Identification des partenaires de gM du virus VHS-1 par BioID couplée à la spectrométrie de masse

Abstract

Parmi les glycoprotéines du VHS-1, la glycoprotéine M (gM) régule la fusion du virus avec la membrane plasmique. gM est la première à être détectée à la membrane nucléaire très tôt dans le cycle viral, 4 h après l’infection. Cependant, le mécanisme par lequel elle est ciblée aux membranes nucléaires, de même que pour les protéines de l’hôte, est encore inconnu. Les partenaires connus de gM trouvés précédemment par double hybride et par co-Immunoprécipitation ne sont pas impliqués dans ce ciblage. L’hypothèse est que d’autres protéines virales, ou cellulaires, y sont impliquées. Afin d’étudier de nouveaux partenaires de gM, une approche par BioID a été utilisée. Des lignées cellulaires exprimant gM couplée à BirA* et d’autres lignées contrôles ont été infectées pendant 4 h ou 12 h avec le virus ∆gM-2 VHS-1. Les échantillons purifiés ont été ensuite analysés par spectrométrie de masse où 177 protéines ont été identifiées. Parmi elles, les protéines SNX1, SNX2, SCAMP3, VPS33B, MTMR6, TMEM43 et XPO6 ont été choisies pour valider leur rôle potentiel par siRNA dans la délocalisation de gM. Leurs effets sur gM sont analysés par immunofluorescence et leurs répressions ont été confirmées par RT-qPCR. Éventuellement, ces cibles seront étudiées pour leur rôle dans la sortie du virus par essai de plaque. Dans le futur, cette étude permettra d’approfondir nos connaissances sur le mécanisme de ciblage à la membrane nucléaire de gM et des protéines cellulaires en proposant un modèle.

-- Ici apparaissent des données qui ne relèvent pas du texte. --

//! `MotionDetector`: the orchestrator that turns a stream of grayscale
//! frames into per-frame bounding boxes, owning every working buffer so
//! that `detect()` never allocates.
//!
//! Frame width/height are runtime constructor parameters, not const
//! generics — the same reasoning `Labeler` documents applies here too: a
//! caller driving this from a JPEG decoder only knows the frame's
//! dimensions once it has decoded the first image, not at compile time.
//! `MAX_BOXES` stays a const generic since it is a pure output-capacity
//! policy, independent of any frame's actual size.

use std::num::NonZeroU32;

use crate::error::CoreError;
use crate::image::{ImageView, ImageViewMut, PixelGrid};
use crate::labeler::Labeler;
use crate::transforms;
use crate::BoundingBox;

/// Governs when the reference (background) frame is refreshed.
///
/// The original implementation only ever replaced the reference with the
/// incoming frame on every call, which makes a first real motion event
/// permanently redraw the background around it (the "ghost box" effect:
/// whatever moved becomes part of the new background on the very next
/// frame). This enum makes that choice explicit and configurable instead
/// of implicit in call order.
#[derive(Debug, Clone, Copy, PartialEq, Eq)]
pub enum ReferencePolicy {
    /// Replace the reference with every incoming frame after `detect()`
    /// runs — the original implementation's only behavior.
    EveryFrame,
    /// Replace the reference every `N`th call to `detect()`.
    EveryN(NonZeroU32),
    /// Never replace the reference automatically; callers update it via
    /// [`MotionDetector::set_reference`].
    Manual,
}

/// Downscale factor, threshold, dilation granularity and output box count
/// are all fixed at construction so every per-frame buffer can be sized
/// once. `frame_w x frame_h` is the input frame's resolution; the working
/// resolution after downscaling is `frame_w / downscale_factor x frame_h /
/// downscale_factor`.
pub struct MotionDetector<const MAX_BOXES: usize = 5> {
    frame_w: u32,
    frame_h: u32,
    downscale_factor: u32,
    threshold: u8,
    granularity: u32,
    min_bbox_dim: u32,
    reference_policy: ReferencePolicy,
    frames_since_reference_update: u32,

    reference: Box<[u8]>,
    scaled: Box<[u8]>,
    diff: Box<[u8]>,
    dilated: Box<[u8]>,
    labeler: Labeler<MAX_BOXES>,

    scaled_w: u32,
    scaled_h: u32,

    cursor: usize,
}

impl<const MAX_BOXES: usize> MotionDetector<MAX_BOXES> {
    /// `downscale_factor` must evenly divide both `frame_w` and `frame_h`;
    /// `1` disables downscaling. `granularity` is the dilation structuring
    /// element's side length in the (possibly downscaled) working
    /// resolution, defaulting to `1 + min(w, h) / (8 * downscale_factor)`
    /// when `None` is passed, mirroring the original implementation's
    /// default. `min_bbox_dim` filters out components whose shorter side
    /// (in the working resolution) is smaller than this, defaulting to `16`
    /// when `None` is passed.
    ///
    /// Panics if `frame_w`/`frame_h` are zero, `downscale_factor` is zero
    /// or does not evenly divide the frame dimensions, or the resolved
    /// `granularity` is zero — all precondition violations per spec's error
    /// taxonomy.
    pub fn new(
        frame_w: u32,
        frame_h: u32,
        downscale_factor: u32,
        threshold: u8,
        granularity: Option<u32>,
        min_bbox_dim: Option<u32>,
        reference_policy: ReferencePolicy,
    ) -> Self {
        if frame_w == 0 || frame_h == 0 {
            CoreError::InvalidConstruction {
                reason: "frame width and height must both be > 0",
            }
            .panic();
        }
        if downscale_factor == 0 {
            CoreError::InvalidConstruction {
                reason: "downscale factor must be > 0",
            }
            .panic();
        }
        if frame_w % downscale_factor != 0 || frame_h % downscale_factor != 0 {
            CoreError::InvalidConstruction {
                reason: "downscale factor must evenly divide both frame dimensions",
            }
            .panic();
        }
        let scaled_w = frame_w / downscale_factor;
        let scaled_h = frame_h / downscale_factor;
        let granularity = granularity.unwrap_or_else(|| 1 + scaled_w.min(scaled_h) / 8);
        if granularity == 0 {
            CoreError::InvalidConstruction {
                reason: "dilation granularity must be > 0",
            }
            .panic();
        }
        let min_bbox_dim = min_bbox_dim.unwrap_or(16);

        Self {
            frame_w,
            frame_h,
            downscale_factor,
            threshold,
            granularity,
            min_bbox_dim,
            reference_policy,
            frames_since_reference_update: 0,
            reference: vec![0u8; (scaled_w * scaled_h) as usize].into_boxed_slice(),
            scaled: vec![0u8; (scaled_w * scaled_h) as usize].into_boxed_slice(),
            diff: vec![0u8; (scaled_w * scaled_h) as usize].into_boxed_slice(),
            dilated: vec![0u8; (scaled_w * scaled_h) as usize].into_boxed_slice(),
            labeler: Labeler::new(scaled_w, scaled_h),
            scaled_w,
            scaled_h,
            cursor: 0,
        }
    }

    fn downscale_into(&mut self, frame: &dyn PixelGrid) {
        if self.downscale_factor == 1 {
            for row in 0..self.scaled_h {
                for col in 0..self.scaled_w {
                    self.scaled[(row * self.scaled_w + col) as usize] = frame.at(row, col);
                }
            }
        } else {
            let mut dst = ImageViewMut::new(&mut self.scaled, self.scaled_w, self.scaled_h);
            transforms::downscale(&mut dst, frame, self.downscale_factor);
        }
    }

    fn check_frame_shape(&self, frame: &dyn PixelGrid, operation: &'static str) {
        if frame.width() != self.frame_w || frame.height() != self.frame_h {
            CoreError::ShapeMismatch {
                operation,
                expected: (self.frame_w, self.frame_h),
                actual: (frame.width(), frame.height()),
            }
            .panic();
        }
    }

    /// Replaces the reference (background) frame with `frame` immediately,
    /// regardless of [`ReferencePolicy`]. Used both for the initial
    /// reference and for [`ReferencePolicy::Manual`] callers.
    pub fn set_reference(&mut self, frame: &dyn PixelGrid) {
        self.check_frame_shape(frame, "MotionDetector::set_reference");
        self.downscale_into(frame);
        self.reference.copy_from_slice(&self.scaled);
        self.frames_since_reference_update = 0;
    }

    /// Runs the full pipeline — (downscale →) absdiff against the
    /// reference → threshold → dilate → label — and returns up to
    /// `MAX_BOXES` bounding boxes in the *working* (possibly downscaled)
    /// coordinate space, most prominent first. Applies the configured
    /// [`ReferencePolicy`] afterward.
    ///
    /// Panics if `frame`'s dimensions don't match this detector's
    /// construction-time `frame_w x frame_h`.
    pub fn detect(&mut self, frame: &dyn PixelGrid) -> &[BoundingBox] {
        self.check_frame_shape(frame, "MotionDetector::detect");
        tracing::trace!(scaled_w = self.scaled_w, scaled_h = self.scaled_h, "detect: frame accepted");

        self.downscale_into(frame);

        {
            let scaled_view = ImageView::new(&self.scaled, self.scaled_w, self.scaled_h);
            let reference_view = ImageView::new(&self.reference, self.scaled_w, self.scaled_h);
            let mut diff_view = ImageViewMut::new(&mut self.diff, self.scaled_w, self.scaled_h);
            transforms::absdiff(&mut diff_view, &scaled_view, &reference_view);
        }
        {
            let diff_snapshot = ImageView::new(&self.diff, self.scaled_w, self.scaled_h);
            let mut diff_view = ImageViewMut::new(&mut self.diff, self.scaled_w, self.scaled_h);
            transforms::threshold(&mut diff_view, &diff_snapshot, self.threshold);
        }
        {
            let diff_view = ImageView::new(&self.diff, self.scaled_w, self.scaled_h);
            let mut dilated_view = ImageViewMut::new(&mut self.dilated, self.scaled_w, self.scaled_h);
            transforms::dilate(&mut dilated_view, &diff_view, self.granularity);
        }

        let dilated_view = ImageView::new(&self.dilated, self.scaled_w, self.scaled_h);
        let box_count = self.labeler.label(&dilated_view, self.min_bbox_dim).len();
        self.cursor = 0;
        if self.labeler.last_call_saturated() {
            tracing::debug!("detect: labeler hit the 255-label cap, some components were dropped");
        }

        self.frames_since_reference_update += 1;
        match self.reference_policy {
            ReferencePolicy::EveryFrame => {
                self.reference.copy_from_slice(&self.scaled);
                self.frames_since_reference_update = 0;
            }
            ReferencePolicy::EveryN(n) => {
                if self.frames_since_reference_update >= n.get() {
                    self.reference.copy_from_slice(&self.scaled);
                    self.frames_since_reference_update = 0;
                }
            }
            ReferencePolicy::Manual => {}
        }

        tracing::trace!(boxes = box_count, "detect: done");
        &self.labeler.last_output()[..box_count]
    }

    /// Pulls the next box from the most recent [`detect`](Self::detect)
    /// call, or `None` once the sequence is exhausted — at which point the
    /// cursor resets, so the following call restarts from the first box.
    /// Mirrors the original implementation's streaming `get_bounding_box()`
    /// iteration contract (spec.md §4.6) for callers who prefer pull-based
    /// iteration over the plain slice `detect` already returns.
    pub fn next_bounding_box(&mut self) -> Option<BoundingBox> {
        let boxes = self.labeler.last_output();
        if self.cursor >= boxes.len() {
            self.cursor = 0;
            return None;
        }
        let bbox = boxes[self.cursor];
        self.cursor += 1;
        Some(bbox)
    }

    pub fn frame_width(&self) -> u32 {
        self.frame_w
    }

    pub fn frame_height(&self) -> u32 {
        self.frame_h
    }

    pub fn scaled_width(&self) -> u32 {
        self.scaled_w
    }

    pub fn scaled_height(&self) -> u32 {
        self.scaled_h
    }

    pub fn downscale_factor(&self) -> u32 {
        self.downscale_factor
    }
}

#[cfg(test)]
mod tests {
    use super::*;
    use crate::image::StaticImage;

    #[test]
    fn identical_frames_produce_no_boxes() {
        let mut detector = MotionDetector::<5>::new(16, 16, 1, 30, Some(3), Some(1), ReferencePolicy::EveryFrame);
        let frame = StaticImage::<16, 16>::new();
        detector.set_reference(&frame.view());
        let boxes = detector.detect(&frame.view());
        assert!(boxes.is_empty());
    }

    #[test]
    fn single_bright_block_is_detected() {
        let mut detector = MotionDetector::<5>::new(16, 16, 1, 30, Some(3), Some(1), ReferencePolicy::EveryFrame);
        let background = StaticImage::<16, 16>::new();
        detector.set_reference(&background.view());

        let mut frame = StaticImage::<16, 16>::new();
        for y in 6..10 {
            for x in 6..10 {
                frame.view_mut().set(y, x, 255);
            }
        }
        let boxes = detector.detect(&frame.view());
        assert_eq!(boxes.len(), 1);
        assert!(boxes[0].width() >= 4);
        assert!(boxes[0].height() >= 4);
    }

    #[test]
    #[should_panic(expected = "shape mismatch")]
    fn detect_rejects_wrong_sized_frame() {
        let mut detector = MotionDetector::<5>::new(16, 16, 1, 30, Some(3), Some(1), ReferencePolicy::EveryFrame);
        let wrong = StaticImage::<8, 8>::new();
        detector.set_reference(&wrong.view());
    }

    #[test]
    fn every_frame_policy_tracks_a_slowly_drifting_background() {
        let mut detector = MotionDetector::<5>::new(16, 16, 1, 30, Some(3), Some(1), ReferencePolicy::EveryFrame);
        let background = StaticImage::<16, 16>::new();
        detector.set_reference(&background.view());

        let mut frame = StaticImage::<16, 16>::new();
        for y in 6..10 {
            for x in 6..10 {
                frame.view_mut().set(y, x, 255);
            }
        }
        let first = detector.detect(&frame.view()).len();
        let second = detector.detect(&frame.view()).len();
        assert_eq!(first, 1);
        assert_eq!(second, 0); // frame became its own reference after the first call
    }

    #[test]
    fn manual_policy_keeps_tracking_moved_object_against_original_background() {
        let mut detector = MotionDetector::<5>::new(16, 16, 1, 30, Some(3), Some(1), ReferencePolicy::Manual);
        let background = StaticImage::<16, 16>::new();
        detector.set_reference(&background.view());

        let mut frame = StaticImage::<16, 16>::new();
        for y in 6..10 {
            for x in 6..10 {
                frame.view_mut().set(y, x, 255);
            }
        }
        let first = detector.detect(&frame.view()).len();
        let second = detector.detect(&frame.view()).len();
        assert_eq!(first, 1);
        assert_eq!(second, 1); // reference never advances under Manual
    }

    #[test]
    fn downscale_factor_shrinks_working_resolution() {
        let detector = MotionDetector::<5>::new(32, 32, 4, 30, Some(2), Some(1), ReferencePolicy::EveryFrame);
        assert_eq!(detector.scaled_width(), 8);
        assert_eq!(detector.scaled_height(), 8);
    }

    #[test]
    fn next_bounding_box_iterates_then_resets() {
        let mut detector = MotionDetector::<5>::new(16, 16, 1, 30, Some(3), Some(1), ReferencePolicy::EveryFrame);
        let background = StaticImage::<16, 16>::new();
        detector.set_reference(&background.view());

        let mut frame = StaticImage::<16, 16>::new();
        for (x, y) in [(1, 1), (12, 12)] {
            for dy in 0..2 {
                for dx in 0..2 {
                    frame.view_mut().set(y + dy, x + dx, 255);
                }
            }
        }
        detector.detect(&frame.view());
        let first = detector.next_bounding_box();
        let second = detector.next_bounding_box();
        let third = detector.next_bounding_box();
        assert!(first.is_some());
        assert!(second.is_some());
        assert!(third.is_none());
        // cursor reset: iterating again from the start yields a box.
        assert!(detector.next_bounding_box().is_some());
    }
}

Among the glycoproteins of HSV-1, glycoprotein M (gM) regulates the fusion between the envelope of the virus and the plasma membrane. gM is the first one of the viral glycoproteins to be detected in the nuclear membrane early in the viral cycle at 4 h post infection. However, the mechanism by which it’s targeted to the nuclear membrane, as well as for the host’s proteins, is still unknown. The knowns partners of gM that have been previously described by yeast two-hybrid and co-immunoprecipitation do not appear to be involved in this targeting. Herein, we hypothesize that other viral and/or cellular proteins are involved. To investigate the likelihood of new gM partners, a BioID approach was used. Cell lines expressing gM coupled to BirA* and other control cell lines have been used and infected for 4 or 12 h with the ∆gM-2 HSV-1. The purified samples were then analyzed by mass spectrometry where 177 hits were identified. Among them, the proteins SNX1, SNX2, SCAMP3, VPS33B, MTMR6, TMEM43 and XPO6, all implicated in intracellular transport or in the integrity of the intern nuclear membrane, were chosen to validate their putative role in the delocalization of gM by siRNA. The target knockdowns were validated by RT-qPCR and further confirmed using immunofluorescence. Eventually, these targets will be further studied to assess their role in viral egress using plaque assay. In the future, this study will deepen our understanding of the mechanism of viral egress and eventually might provide a new model that could explain how gM and host proteins are being targeted to the nuclear membranes.